# Information

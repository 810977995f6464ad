//! Source location spans.
//!
//! Spans are half-open byte ranges (`start..end`). The editor-facing
//! accessors [`Span::start_index`] and [`Span::end_index`] report the
//! inclusive form used by token and diagnostic consumers.

use std::fmt;

/// Error when creating a span from a range that exceeds `u32::MAX`.
#[derive(Debug, Clone, PartialEq, Eq, thiserror::Error)]
pub enum SpanError {
    #[error("span start {0} (0x{0:X}) exceeds u32::MAX")]
    StartTooLarge(usize),
    #[error("span end {0} (0x{0:X}) exceeds u32::MAX")]
    EndTooLarge(usize),
}

/// Source location span.
///
/// - start: byte offset of the first byte
/// - end: byte offset one past the last byte (exclusive)
#[derive(Copy, Clone, Eq, PartialEq, Hash, Default)]
#[cfg_attr(feature = "serde", derive(serde::Serialize, serde::Deserialize))]
pub struct Span {
    pub start: u32,
    pub end: u32,
}

impl Span {
    /// Dummy span for synthesized nodes.
    pub const DUMMY: Span = Span { start: 0, end: 0 };

    #[inline]
    pub const fn new(start: u32, end: u32) -> Self {
        Span { start, end }
    }

    /// Try to create a span from a byte range.
    #[inline]
    pub fn try_from_range(range: std::ops::Range<usize>) -> Result<Self, SpanError> {
        let start =
            u32::try_from(range.start).map_err(|_| SpanError::StartTooLarge(range.start))?;
        let end = u32::try_from(range.end).map_err(|_| SpanError::EndTooLarge(range.end))?;
        Ok(Span { start, end })
    }

    /// Create from a byte range, saturating offsets beyond `u32::MAX`.
    ///
    /// Formula sources are a few hundred bytes; saturation only matters for
    /// pathological inputs and keeps the lexer total.
    #[inline]
    pub fn from_range(range: std::ops::Range<usize>) -> Self {
        Self::try_from_range(range.clone()).unwrap_or_else(|_| Span {
            start: u32::try_from(range.start).unwrap_or(u32::MAX),
            end: u32::try_from(range.end).unwrap_or(u32::MAX),
        })
    }

    /// Create a point span (zero-length).
    #[inline]
    pub const fn point(offset: u32) -> Span {
        Span {
            start: offset,
            end: offset,
        }
    }

    /// Length of the span in bytes.
    #[inline]
    pub const fn len(&self) -> u32 {
        self.end - self.start
    }

    #[inline]
    pub const fn is_empty(&self) -> bool {
        self.start == self.end
    }

    /// Check if an offset is within this span.
    #[inline]
    pub fn contains(&self, offset: u32) -> bool {
        offset >= self.start && offset < self.end
    }

    /// Merge two spans to create one covering both.
    #[inline]
    #[must_use]
    pub fn merge(self, other: Span) -> Span {
        Span {
            start: self.start.min(other.start),
            end: self.end.max(other.end),
        }
    }

    /// Index of the first byte.
    #[inline]
    pub const fn start_index(&self) -> usize {
        self.start as usize
    }

    /// Index of the last byte (inclusive).
    ///
    /// An empty span reports its start, so a zero-width end-of-input
    /// location still addresses a single caret position.
    #[inline]
    pub const fn end_index(&self) -> usize {
        if self.end > self.start {
            self.end as usize - 1
        } else {
            self.start as usize
        }
    }

    /// Convert to a `std::ops::Range`.
    #[inline]
    pub fn to_range(&self) -> std::ops::Range<usize> {
        self.start as usize..self.end as usize
    }
}

impl fmt::Debug for Span {
    fn fmt(&self, f: &mut fmt::Formatter<'_>) -> fmt::Result {
        write!(f, "{}..{}", self.start, self.end)
    }
}

impl fmt::Display for Span {
    fn fmt(&self, f: &mut fmt::Formatter<'_>) -> fmt::Result {
        write!(f, "{}..{}", self.start, self.end)
    }
}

# Problem statement
Your task is to set down only the lines that run from the opening of the listing to the line with "#[derive(Copy, Clone, Eq, PartialEq, Hash, Default)]", both ends included, each unchanged.

# Answer box
repository 810977995f6464ad
//! Source location spans.
//!
//! Spans are half-open byte ranges (`start..end`). The editor-facing
//! accessors [`Span::start_index`] and [`Span::end_index`] report the
//! inclusive form used by token and diagnostic consumers.

use std::fmt;

/// Error when creating a span from a range that exceeds `u32::MAX`.
#[derive(Debug, Clone, PartialEq, Eq, thiserror::Error)]
pub enum SpanError {
    #[error("span start {0} (0x{0:X}) exceeds u32::MAX")]
    StartTooLarge(usize),
    #[error("span end {0} (0x{0:X}) exceeds u32::MAX")]
    EndTooLarge(usize),
}

/// Source location span.
///
/// - start: byte offset of the first byte
/// - end: byte offset one past the last byte (exclusive)
#[derive(Copy, Clone, Eq, PartialEq, Hash, Default)]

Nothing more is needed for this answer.